Turnaround in Kansas City

Quick quiz: Which team holds the MLB record for the biggest year-over-year improvement in wins and losses?

It was the 1903 New York Giants, who rode the hot hands of Joe McGinnity and Christy Mathewson to go 84-55-3 — a 36-win improvement over the 48-88-5 squad of 1902.

Even after last night’s 11-5 loss to the Yankees, the Kansas City Royals are on pace to go 92-70. That would be exactly 36 more wins than last year’s abysmal 56-106 squad, tying the record of John McGraw’s bounce-back boys of 121 years ago.

Rustin Dodd and Zack Meisel give us the full backstory on the turnaround in the City of Fountains, including a wholesale change of philosophy a couple of years ago on the team’s use of analytics.

But it’s not just analytics. Most of the sport has learned this the long, slow way over the last two decades — you can have all the best data in the world, but you need good implementation and buy-in. A spreadsheet can barely swing a baseball bat on its own.

The Royals appear to have stuck the landing — from a PowerPoint presentation on “identity” to a busy offseason free-agency spree, to locking in their superstar shortstop Bobby Witt Jr. long term. It’s all coming up Royals: They currently hold the second AL wild card.
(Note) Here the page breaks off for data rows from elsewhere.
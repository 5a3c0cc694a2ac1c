//! Durable session storage.
//!
//! Records live in a single JSON document. Every mutation rewrites the whole
//! document (temp file, fsync, rename) before the in-memory copy is updated,
//! so the process never observes a state the disk does not hold.

use std::fs;
use std::io::Write;
use std::path::{Path, PathBuf};
use std::sync::atomic::{AtomicU32, Ordering};
use std::sync::{PoisonError, RwLock};

use chrono::{DateTime, Utc};
use serde::{Deserialize, Serialize};
use tracing::{debug, warn};

use super::{Identity, SessionRecord};
use crate::error::Error;
use crate::Result;

/// On-disk layout of the session document.
#[derive(Debug, Default, Deserialize)]
struct SessionDocument {
    #[serde(default)]
    sessions: Vec<SessionRecord>,
}

/// Durable, identity-keyed collection of session records.
///
/// At most one record exists per identity. Mutations are persisted before
/// they return; a failed write leaves both disk and memory unchanged.
pub struct SessionStore {
    path: PathBuf,
    records: RwLock<Vec<SessionRecord>>,
}

impl SessionStore {
    /// Open the store backed by `path`.
    ///
    /// A missing file is an empty store; the file is created on the first
    /// mutation. If the document holds several records for one identity, the
    /// last one wins and the cleaned document is written back immediately.
    pub fn open(path: impl Into<PathBuf>) -> Result<Self> {
        let path = path.into();
        let loaded = read_document(&path)?;

        let mut records = Vec::with_capacity(loaded.sessions.len());
        let mut collapsed = 0;
        for record in loaded.sessions {
            if replace_or_push(&mut records, record) {
                collapsed += 1;
            }
        }

        if collapsed > 0 {
            warn!(
                path = %path.display(),
                collapsed,
                "session document held duplicate identities; keeping the latest"
            );
            write_document(&path, &records)?;
        }

        debug!(path = %path.display(), count = records.len(), "session store loaded");

        Ok(Self {
            path,
            records: RwLock::new(records),
        })
    }

    /// Path of the backing document.
    pub fn path(&self) -> &Path {
        &self.path
    }

    /// Look up the record for `identity` (exact match).
    pub fn find(&self, identity: &Identity) -> Result<Option<SessionRecord>> {
        let records = self.records.read().map_err(|_| Error::LockPoisoned)?;
        Ok(records.iter().find(|r| &r.identity == identity).cloned())
    }

    /// Insert `record`, replacing any record with the same identity.
    pub fn upsert(&self, record: SessionRecord) -> Result<()> {
        let identity = record.identity.clone();
        let replaced = self.mutate(|records| replace_or_push(records, record))?;
        debug!(%identity, replaced, "session stored");
        Ok(())
    }

    /// Remove the record for `identity`.
    ///
    /// Returns whether a record was removed. Removing an absent identity is
    /// not an error and does not touch the disk.
    pub fn remove(&self, identity: &Identity) -> Result<bool> {
        let removed = self.remove_matching(|r| &r.identity == identity)? > 0;
        if removed {
            debug!(%identity, "session removed");
        }
        Ok(removed)
    }

    /// Remove every record whose token is no longer valid at `now`.
    ///
    /// Returns the number of records removed.
    pub fn remove_expired(&self, now: DateTime<Utc>) -> Result<usize> {
        self.remove_matching(|r| !r.is_valid_at(now))
    }

    /// Remove all records matching a predicate.
    ///
    /// Returns the number of records removed. Nothing is written when no
    /// record matches.
    pub fn remove_matching<F>(&self, predicate: F) -> Result<usize>
    where
        F: Fn(&SessionRecord) -> bool,
    {
        let mut records = self.records.write().map_err(|_| Error::LockPoisoned)?;
        if !records.iter().any(&predicate) {
            return Ok(0);
        }

        let next: Vec<SessionRecord> = records.iter().filter(|r| !predicate(*r)).cloned().collect();
        let removed = records.len() - next.len();
        write_document(&self.path, &next)?;
        *records = next;
        Ok(removed)
    }

    /// Snapshot of all records in document order.
    pub fn records(&self) -> Result<Vec<SessionRecord>> {
        let records = self.records.read().map_err(|_| Error::LockPoisoned)?;
        Ok(records.clone())
    }

    /// List all stored identities.
    pub fn identities(&self) -> Result<Vec<Identity>> {
        let records = self.records.read().map_err(|_| Error::LockPoisoned)?;
        Ok(records.iter().map(|r| r.identity.clone()).collect())
    }

    /// Get the number of records in the store.
    ///
    /// Counts through a poisoned lock: the collection is only ever replaced
    /// wholesale after a successful write, so it is never half-updated.
    pub fn len(&self) -> usize {
        self.records
            .read()
            .unwrap_or_else(PoisonError::into_inner)
            .len()
    }

    /// Whether the store holds no records.
    pub fn is_empty(&self) -> bool {
        self.len() == 0
    }

    /// Apply `f` to a copy of the records, persist the copy, then publish it.
    ///
    /// The write lock is held throughout, so readers in this process see
    /// either the old collection or the new one.
    fn mutate<F, T>(&self, f: F) -> Result<T>
    where
        F: FnOnce(&mut Vec<SessionRecord>) -> T,
    {
        let mut records = self.records.write().map_err(|_| Error::LockPoisoned)?;
        let mut next = records.clone();
        let out = f(&mut next);
        write_document(&self.path, &next)?;
        *records = next;
        Ok(out)
    }
}

impl std::fmt::Debug for SessionStore {
    fn fmt(&self, f: &mut std::fmt::Formatter<'_>) -> std::fmt::Result {
        f.debug_struct("SessionStore")
            .field("path", &self.path)
            .field("len", &self.len())
            .finish()
    }
}

/// Drop any record sharing `record`'s identity, then append `record`.
///
/// Returns true when an existing record was replaced.
fn replace_or_push(records: &mut Vec<SessionRecord>, record: SessionRecord) -> bool {
    let before = records.len();
    records.retain(|r| r.identity != record.identity);
    let replaced = records.len() != before;
    records.push(record);
    replaced
}

fn storage_error(path: &Path) -> impl FnOnce(std::io::Error) -> Error + '_ {
    move |source| Error::Storage {
        path: path.to_path_buf(),
        source,
    }
}

fn read_document(path: &Path) -> Result<SessionDocument> {
    let content = match fs::read_to_string(path) {
        Ok(content) => content,
        Err(e) if e.kind() == std::io::ErrorKind::NotFound => return Ok(SessionDocument::default()),
        Err(e) => return Err(storage_error(path)(e)),
    };

    if content.trim().is_empty() {
        return Ok(SessionDocument::default());
    }

    serde_json::from_str(&content).map_err(|source| Error::Corrupt {
        path: path.to_path_buf(),
        source,
    })
}

/// Write the document atomically: unique temp file, fsync, rename.
///
/// The temp name carries the PID and a counter so two writers never share
/// a temp file.
fn write_document(path: &Path, records: &[SessionRecord]) -> Result<()> {
    static COUNTER: AtomicU32 = AtomicU32::new(0);

    #[derive(Serialize)]
    struct DocumentRef<'a> {
        sessions: &'a [SessionRecord],
    }

    let json = serde_json::to_vec_pretty(&DocumentRef { sessions: records }).map_err(|source| {
        Error::Corrupt {
            path: path.to_path_buf(),
            source,
        }
    })?;

    let dir = match path.parent() {
        Some(parent) if !parent.as_os_str().is_empty() => parent.to_path_buf(),
        _ => PathBuf::from("."),
    };
    fs::create_dir_all(&dir).map_err(storage_error(path))?;

    let seq = COUNTER.fetch_add(1, Ordering::Relaxed);
    let tmp_name = format!(
        ".{}.{}.{}.tmp",
        path.file_name().unwrap_or_default().to_string_lossy(),
        std::process::id(),
        seq,
    );
    let tmp_path = dir.join(tmp_name);

    let written = write_synced(&tmp_path, &json).and_then(|()| fs::rename(&tmp_path, path));
    if let Err(e) = written {
        let _ = fs::remove_file(&tmp_path);
        return Err(storage_error(path)(e));
    }

    sync_dir(&dir).map_err(storage_error(path))
}

fn write_synced(path: &Path, bytes: &[u8]) -> std::io::Result<()> {
    let mut options = fs::OpenOptions::new();
    options.write(true).create_new(true);
    #[cfg(unix)]
    {
        use std::os::unix::fs::OpenOptionsExt;
        options.mode(0o600);
    }

    let mut file = options.open(path)?;
    file.write_all(bytes)?;
    file.sync_all()
}

#[cfg(unix)]
fn sync_dir(dir: &Path) -> std::io::Result<()> {
    fs::File::open(dir)?.sync_all()
}

// Directory handles cannot be synced on other platforms; rename is the
// durability point there.
#[cfg(not(unix))]
fn sync_dir(_dir: &Path) -> std::io::Result<()> {
    Ok(())
}
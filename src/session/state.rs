//! Decision state machine for obtaining a token.

use std::fmt;

/// Phase of a single `obtain` run.
#[derive(Debug, Clone, Copy, PartialEq, Eq, Default)]
pub enum Phase {
    /// Nothing has happened yet.
    #[default]
    Start,
    /// Looking the identity up in the store.
    Lookup,
    /// Stored token is still valid and will be returned as-is.
    Reuse,
    /// Stored token has expired and has been dropped from the store.
    Expired,
    /// No token is stored for the identity.
    Missing,
    /// Exchanging credentials for a new token.
    Acquire,
    /// A token has been handed back to the caller.
    Done,
    /// Acquisition failed; nothing was stored.
    Failed,
}

impl Phase {
    /// Check if transition to target phase is valid.
    ///
    /// Valid transitions:
    /// - Start -> Lookup
    /// - Lookup -> Reuse | Expired | Missing
    /// - Expired -> Acquire
    /// - Missing -> Acquire
    /// - Reuse -> Done
    /// - Acquire -> Done | Failed
    pub fn can_transition_to(&self, target: Phase) -> bool {
        use Phase::*;
        matches!(
            (*self, target),
            (Start, Lookup)
                | (Lookup, Reuse)
                | (Lookup, Expired)
                | (Lookup, Missing)
                | (Expired, Acquire)
                | (Missing, Acquire)
                | (Reuse, Done)
                | (Acquire, Done)
                | (Acquire, Failed)
        )
    }

    /// Attempt to transition to a new phase.
    ///
    /// Returns `Ok(())` if the transition is valid, or an error otherwise.
    pub fn transition_to(&mut self, target: Phase) -> crate::Result<()> {
        if self.can_transition_to(target) {
            tracing::trace!(from = %self, to = %target, "session phase");
            *self = target;
            Ok(())
        } else {
            Err(crate::error::Error::InvalidTransition {
                from: *self,
                to: target,
            })
        }
    }

    /// Check if this is a terminal phase (no further transitions possible).
    pub fn is_terminal(&self) -> bool {
        matches!(self, Phase::Done | Phase::Failed)
    }
}

impl fmt::Display for Phase {
    fn fmt(&self, f: &mut fmt::Formatter<'_>) -> fmt::Result {
        let name = match self {
            Phase::Start => "START",
            Phase::Lookup => "LOOKUP",
            Phase::Reuse => "REUSE",
            Phase::Expired => "EXPIRED",
            Phase::Missing => "MISSING",
            Phase::Acquire => "ACQUIRE",
            Phase::Done => "DONE",
            Phase::Failed => "FAILED",
        };
        f.write_str(name)
    }
}
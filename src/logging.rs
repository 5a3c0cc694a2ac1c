//! Logging initialization and configuration.

use tracing_subscriber::{layer::SubscriberExt, util::SubscriberInitExt, EnvFilter};

const DEFAULT_FILTER: &str = "session_keeper=info";

fn default_filter() -> EnvFilter {
    EnvFilter::try_from_default_env().unwrap_or_else(|_| EnvFilter::new(DEFAULT_FILTER))
}

/// Initialize the logging system.
///
/// Uses the `RUST_LOG` environment variable for filtering. If not set,
/// defaults to `session_keeper=info`.
///
/// # Panics
///
/// Panics if called more than once, or if another tracing subscriber
/// has already been set.
pub fn init() {
    tracing_subscriber::registry()
        .with(default_filter())
        .with(tracing_subscriber::fmt::layer().compact())
        .init();
}

/// Try to initialize the logging system.
///
/// Returns `Ok(())` if successful, or `Err` if logging has already been
/// initialized.
pub fn try_init() -> Result<(), tracing_subscriber::util::TryInitError> {
    tracing_subscriber::registry()
        .with(default_filter())
        .with(tracing_subscriber::fmt::layer().compact())
        .try_init()
}

/// Try to initialize logging with an explicit filter directive.
///
/// A bare level such as `debug` is scoped to this crate; anything else is
/// passed to [`EnvFilter`] as-is. Invalid directives fall back to the default.
pub fn try_init_with(filter: &str) -> Result<(), tracing_subscriber::util::TryInitError> {
    let directive = if is_bare_level(filter) {
        format!("session_keeper={}", filter)
    } else {
        filter.to_string()
    };
    let filter = EnvFilter::try_new(directive).unwrap_or_else(|_| EnvFilter::new(DEFAULT_FILTER));

    tracing_subscriber::registry()
        .with(filter)
        .with(tracing_subscriber::fmt::layer().compact().with_writer(std::io::stderr))
        .try_init()
}

fn is_bare_level(filter: &str) -> bool {
    matches!(
        filter.to_ascii_lowercase().as_str(),
        "error" | "warn" | "info" | "debug" | "trace" | "off"
    )
}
Ken’s Notebook: Jays forced to sacrifice defense for offense

From my most recent notes column:

The Toronto Blue Jays adjusted their roster after the 2022 season to improve their defense and balance their lineup. Out went outfielders Teoscar Hernández and Lourdes Gurriel Jr. and catcher Gabriel Moreno. In came three left-handed hitters, outfielders Kevin Kiermaier and Daulton Varsho and first baseman Brandon Belt.

The plan seemed logical enough, and the Jays won 89 games and a wild card before getting quickly eliminated by the Seattle Mariners in the best-of-three round. But the team’s run production this season has been so disappointing — the sixth-worst in the league entering Tuesday — that club officials are increasingly sacrificing defense for offense.

The promotion of Spencer Horwitz qualified as one such decision. Horwitz in the minors was a first baseman and occasional corner outfielder. He played only 18 games at second, including 11 at Triple A this season, before the Jays summoned him Friday to play that position.

Horwitz at second moves Davis Schneider to left, where he is weaker defensively. Schneider in left moves Varsho to center or right and Kiermaier on occasion to the bench. And to make room for Horwitz, the Jays designated for assignment Cavan Biggio, who played four positions and rated as a plus defender this season. (The Blue Jays traded Biggio to the Los Angeles Dodgers on Wednesday morning.)

Which isn’t to say the Jays’ maneuvering is unreasonable. Biggio’s adjusted OPS was 20 percent below league average. Kiermaier’s is 38 percent below. Yet, the Jays remain curiously devoted to Daniel Vogelbach, a pure DH earning $2 million with an adjusted OPS 33 percent below league average.

Twice in early June, the Jays started Vladimir Guerrero Jr. at third base so they could play Justin Turner at first and Vogelbach at DH. If the Jays used that combination along with Horwitz at second and Schneider at left, they effectively would weaken their defense at four positions just to get Vogelbach into the lineup. Biggio, by sheer virtue of his versatility, would seem a better use of a roster spot.

Some of these concerns would be less pronounced if George Springer, Bo Bichette and Turner were performing at their career offensive norms, as opposed to significantly below league average (Turner’s OPS since April 30 is .452, though he has been better of late). Some of the concerns also can be traced to the Jays’ questionable offseason, which included signing Turner for $13 million and Kiermaier for $10.5 million.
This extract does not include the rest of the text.